We know, from officials at Denton County Public Health, that now-infamous variants to the pandemic-causing coronavirus are well represented in Denton County.

The exact extent isn’t clear yet, but officials say it’s safe to assume the majority of current virus infections in the county are caused by one variant or another.

Juan Rodriguez, assistant director and chief epidemiologist at DCPH, pointed to state and national data that suggest most new infections, nearly 90% in some cases, are caused by a variant.

The delta variant — perhaps the variant with the most name recognition at this point — represented an estimated 57.6% of all infections in the country in the most recent reporting period from the U.S. Centers for Disease Control and Prevention.

The top three variants in the country represented 92.6% of all infections in the reporting period ending on July 3, according to the CDC.

Rodriguez said it’s safe to assume those numbers would translate to local infections, but DCPH isn’t capable of determining what, if any, variant is responsible for each patient who tests positive for the coronavirus.

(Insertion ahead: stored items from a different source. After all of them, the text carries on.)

//! Crystal structure model.
//!
//! Mirrors the parts of a pymatgen `Structure` dict the report needs: a lattice
//! matrix, ordered sites with species occupancies, and the symmetry block the
//! Materials Project attaches to each material.

use serde::Deserialize;

use crate::error::{Error, Result};
use crate::periodic::{electronegativity, element_symbol};

/// Lattice as three row vectors a, b, c (Å).
#[derive(Debug, Clone, PartialEq)]
pub struct Lattice {
    pub matrix: [[f64; 3]; 3],
}

fn norm(v: [f64; 3]) -> f64 {
    (v[0].powi(2) + v[1].powi(2) + v[2].powi(2)).sqrt()
}

fn dot(u: [f64; 3], v: [f64; 3]) -> f64 {
    u.iter().zip(v.iter()).map(|(x, y)| x * y).sum()
}

fn angle_deg(u: [f64; 3], v: [f64; 3]) -> f64 {
    let cos = (dot(u, v) / (norm(u) * norm(v))).clamp(-1.0, 1.0);
    cos.acos().to_degrees()
}

impl Lattice {
    pub fn from_vectors(matrix: [[f64; 3]; 3]) -> Self {
        Lattice { matrix }
    }

    /// Build from (a, b, c, alpha, beta, gamma), angles in degrees.
    pub fn from_parameters(a: f64, b: f64, c: f64, alpha: f64, beta: f64, gamma: f64) -> Self {
        let (cos_alpha, cos_beta) = (alpha.to_radians().cos(), beta.to_radians().cos());
        let (sin_gamma, cos_gamma) = gamma.to_radians().sin_cos();

        let c1 = c * cos_beta;
        let c2 = c * (cos_alpha - cos_beta * cos_gamma) / sin_gamma;
        let c3 = (c * c - c1 * c1 - c2 * c2).sqrt();

        Lattice {
            matrix: [
                [a, 0.0, 0.0],
                [b * cos_gamma, b * sin_gamma, 0.0],
                [c1, c2, c3],
            ],
        }
    }

    pub fn a(&self) -> f64 {
        norm(self.matrix[0])
    }

    pub fn b(&self) -> f64 {
        norm(self.matrix[1])
    }

    pub fn c(&self) -> f64 {
        norm(self.matrix[2])
    }

    pub fn alpha(&self) -> f64 {
        angle_deg(self.matrix[1], self.matrix[2])
    }

    pub fn beta(&self) -> f64 {
        angle_deg(self.matrix[0], self.matrix[2])
    }

    pub fn gamma(&self) -> f64 {
        angle_deg(self.matrix[0], self.matrix[1])
    }

    /// Unit-cell volume (Å³), always positive.
    pub fn volume(&self) -> f64 {
        let [a, b, c] = self.matrix;
        (a[0] * (b[1] * c[2] - b[2] * c[1]) - a[1] * (b[0] * c[2] - b[2] * c[0])
            + a[2] * (b[0] * c[1] - b[1] * c[0]))
            .abs()
    }

    /// Fractional -> Cartesian coordinates.
    pub fn cartesian(&self, abc: [f64; 3]) -> [f64; 3] {
        let m = &self.matrix;
        [0, 1, 2].map(|j| abc[0] * m[0][j] + abc[1] * m[1][j] + abc[2] * m[2][j])
    }
}

/// One species on a site with its occupancy.
#[derive(Debug, Clone, PartialEq)]
pub struct Specie {
    pub symbol: String,
    pub occu: f64,
}

#[derive(Debug, Clone, PartialEq)]
pub struct Site {
    pub species: Vec<Specie>,
    /// Cartesian coordinates (Å).
    pub xyz: [f64; 3],
    /// Fractional coordinates.
    pub abc: [f64; 3],
}

impl Site {
    pub fn new(symbol: impl Into<String>, xyz: [f64; 3], abc: [f64; 3]) -> Self {
        Site {
            species: vec![Specie {
                symbol: symbol.into(),
                occu: 1.0,
            }],
            xyz,
            abc,
        }
    }

    pub fn is_ordered(&self) -> bool {
        self.species.len() == 1 && (self.species[0].occu - 1.0).abs() < 1e-8
    }

    /// `Pt` for an ordered site, `Au:0.500, Pt:0.500` for a disordered one.
    pub fn species_label(&self) -> String {
        if self.is_ordered() {
            return self.species[0].symbol.clone();
        }
        let mut parts: Vec<&Specie> = self.species.iter().collect();
        parts.sort_by(|x, y| x.symbol.cmp(&y.symbol));
        parts
            .iter()
            .map(|s| format!("{}:{:.3}", s.symbol, s.occu))
            .collect::<Vec<_>>()
            .join(", ")
    }
}

/// Space-group block attached to Materials Project documents.
#[derive(Debug, Clone, Default, PartialEq, Deserialize)]
pub struct Symmetry {
    #[serde(default)]
    pub symbol: Option<String>,
    #[serde(default)]
    pub number: Option<u32>,
    #[serde(default)]
    pub crystal_system: Option<String>,
}

#[derive(Debug, Clone, PartialEq)]
pub struct Structure {
    pub lattice: Lattice,
    pub sites: Vec<Site>,
    pub symmetry: Option<Symmetry>,
}

impl Structure {
    pub fn new(lattice: Lattice, sites: Vec<Site>) -> Self {
        Structure {
            lattice,
            sites,
            symmetry: None,
        }
    }

    pub fn with_symmetry(mut self, symmetry: Symmetry) -> Self {
        self.symmetry = Some(symmetry);
        self
    }

    pub fn composition(&self) -> Composition {
        Composition::from_pairs(
            self.sites
                .iter()
                .flat_map(|site| site.species.iter())
                .map(|sp| (element_symbol(&sp.symbol), sp.occu)),
        )
    }

    /// Space-group (symbol, number).
    ///
    /// Fails on degenerate cells and when no symmetry data came with the
    /// structure.
    pub fn space_group_info(&self) -> Result<(String, u32)> {
        if self.sites.is_empty() {
            return Err(Error::SpaceGroupUnavailable("structure has no sites".into()));
        }
        if self.lattice.volume() < 1e-6 {
            return Err(Error::SpaceGroupUnavailable("degenerate lattice".into()));
        }
        let sym = self
            .symmetry
            .as_ref()
            .ok_or_else(|| Error::SpaceGroupUnavailable("no symmetry data".into()))?;
        match (&sym.symbol, sym.number) {
            (Some(symbol), Some(number)) if (1..=230).contains(&number) => {
                Ok((symbol.clone(), number))
            }
            _ => Err(Error::SpaceGroupUnavailable("incomplete symmetry data".into())),
        }
    }
}

/// Element amounts in first-appearance order.
#[derive(Debug, Clone, Default, PartialEq)]
pub struct Composition {
    amounts: Vec<(String, f64)>,
}

const AMOUNT_TOL: f64 = 1e-8;

// Reduced formulas pymatgen rewrites for molecular species.
const SPECIAL_FORMULAS: [(&str, &str); 11] = [
    ("LiO", "LiO2"),
    ("NaO", "NaO2"),
    ("KO", "KO2"),
    ("HO", "H2O2"),
    ("CsO", "CsO2"),
    ("RbO", "RbO2"),
    ("O", "O2"),
    ("N", "N2"),
    ("F", "F2"),
    ("Cl", "Cl2"),
    ("H", "H2"),
];

impl Composition {
    pub fn add(&mut self, symbol: &str, amount: f64) {
        match self.amounts.iter_mut().find(|(s, _)| s == symbol) {
            Some((_, a)) => *a += amount,
            None => self.amounts.push((symbol.to_string(), amount)),
        }
    }

    pub fn from_pairs<'a>(pairs: impl IntoIterator<Item = (&'a str, f64)>) -> Self {
        let mut comp = Composition::default();
        for (s, a) in pairs {
            comp.add(s, a);
        }
        comp
    }

    /// Distinct element symbols in first-appearance order.
    pub fn elements(&self) -> Vec<&str> {
        self.amounts
            .iter()
            .filter(|(_, a)| a.abs() > AMOUNT_TOL)
            .map(|(s, _)| s.as_str())
            .collect()
    }

    /// Reduced formula, elements ordered by electronegativity (`NaCl`, `Fe2O3`).
    pub fn reduced_formula(&self) -> String {
        let mut amounts: Vec<(&str, f64)> = self
            .amounts
            .iter()
            .filter(|(_, a)| a.abs() > AMOUNT_TOL)
            .map(|(s, a)| (s.as_str(), *a))
            .collect();
        if amounts.is_empty() {
            return String::new();
        }

        let all_int = amounts
            .iter()
            .all(|(_, a)| (a - a.round()).abs() < AMOUNT_TOL);
        if all_int {
            let factor = amounts
                .iter()
                .map(|(_, a)| a.round() as u64)
                .fold(0, gcd)
                .max(1);
            for (_, a) in amounts.iter_mut() {
                *a = (a.round() as u64 / factor) as f64;
            }
        }

        amounts.sort_by(|(s1, _), (s2, _)| {
            let x1 = electronegativity(s1).unwrap_or(f64::INFINITY);
            let x2 = electronegativity(s2).unwrap_or(f64::INFINITY);
            x1.total_cmp(&x2).then_with(|| s1.cmp(s2))
        });

        let formula: String = amounts
            .iter()
            .map(|(s, a)| format!("{s}{}", format_amount(*a)))
            .collect();

        SPECIAL_FORMULAS
            .iter()
            .find(|(k, _)| *k == formula)
            .map(|(_, v)| v.to_string())
            .unwrap_or(formula)
    }
}

fn gcd(a: u64, b: u64) -> u64 {
    if b == 0 { a } else { gcd(b, a % b) }
}

fn format_amount(a: f64) -> String {
    if (a - 1.0).abs() < AMOUNT_TOL {
        String::new()
    } else if (a - a.round()).abs() < AMOUNT_TOL {
        format!("{}", a.round() as i64)
    } else {
        let s = format!("{a:.8}");
        s.trim_end_matches('0').trim_end_matches('.').to_string()
    }
}

// ---------------------------------------------------------------------------
// pymatgen dict layout
// ---------------------------------------------------------------------------

#[derive(Debug, Deserialize)]
struct RawLattice {
    matrix: [[f64; 3]; 3],
}

#[derive(Debug, Deserialize)]
struct RawSpecie {
    element: String,
    #[serde(default = "one")]
    occu: f64,
}

fn one() -> f64 {
    1.0
}

#[derive(Debug, Deserialize)]
struct RawSite {
    species: Vec<RawSpecie>,
    abc: [f64; 3],
    #[serde(default)]
    xyz: Option<[f64; 3]>,
}

/// Serialized pymatgen structure (`Structure.as_dict()`).
#[derive(Debug, Deserialize)]
pub struct RawStructure {
    lattice: RawLattice,
    sites: Vec<RawSite>,
}

impl TryFrom<RawStructure> for Structure {
    type Error = Error;

    fn try_from(raw: RawStructure) -> Result<Self> {
        let lattice = Lattice::from_vectors(raw.lattice.matrix);
        let mut sites = Vec::with_capacity(raw.sites.len());
        for (i, s) in raw.sites.into_iter().enumerate() {
            if s.species.is_empty() {
                return Err(Error::InvalidResponse(format!("site {i} has no species")));
            }
            let xyz = s.xyz.unwrap_or_else(|| lattice.cartesian(s.abc));
            sites.push(Site {
                species: s
                    .species
                    .into_iter()
                    .map(|sp| Specie {
                        symbol: sp.element,
                        occu: sp.occu,
                    })
                    .collect(),
                xyz,
                abc: s.abc,
            });
        }
        Ok(Structure::new(lattice, sites))
    }
}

“It’s likely most cases that exist are some variant [of the earlier coronavirus],” Rodriguez said.

Based on CDC models, the delta variant has rapidly swelled to outcompete its fellow coronavirus variants. It represented only 3.1% of recent infections by May 22 but had grown to the majority infector by July 3.

“Delta is more infectious than alpha, alpha was more infectious than the original COVID,” Rodriguez explained.

For comparison, alpha represented 69% of infections in the country by May 22 and only 24.9% by July 3.

Officials have to rely on national and state numbers for the time being because only a handful of local infections are selected for the kind of genomic sequencing required to determine if a coronavirus infection was caused by a particular variant strain.

Rodriguez said local officials have to appeal to the state health department to test particular people, and those requests are typically for vaccinated people who were infected or for those who had been infected more than once.

He didn’t have information to share publicly Friday when asked about the prevalence of vaccinated locals being infected, which are known as “breakthrough cases.”

He said DCPH was working to collect and assemble that information, which eventually will be released online through the department’s normal data webpage.

Data will be released soon, he said, but he declined to estimate how soon that might be.

He said it wasn’t clear how many of these breakthrough infections were caused by variants, but it would probably be safe to assume many of them were because the data suggests most overall infections are now caused by variants.

Regardless, the recommendation remains for people to get vaccinated because it will drastically reduce their chances of being infected and seems to reduce the likelihood of hospitalization for COVID-19.

That repeated guidance comes amid a local surge in virus infections.

Infections in Denton County had declined from their peak in late 2020 and early 2021 until they began to rise over the past few weeks.

Just over 54.5% of Denton County residents over the age of 12 were fully vaccinated by Friday afternoon.

That beats the state by a few percentage points, according to state data.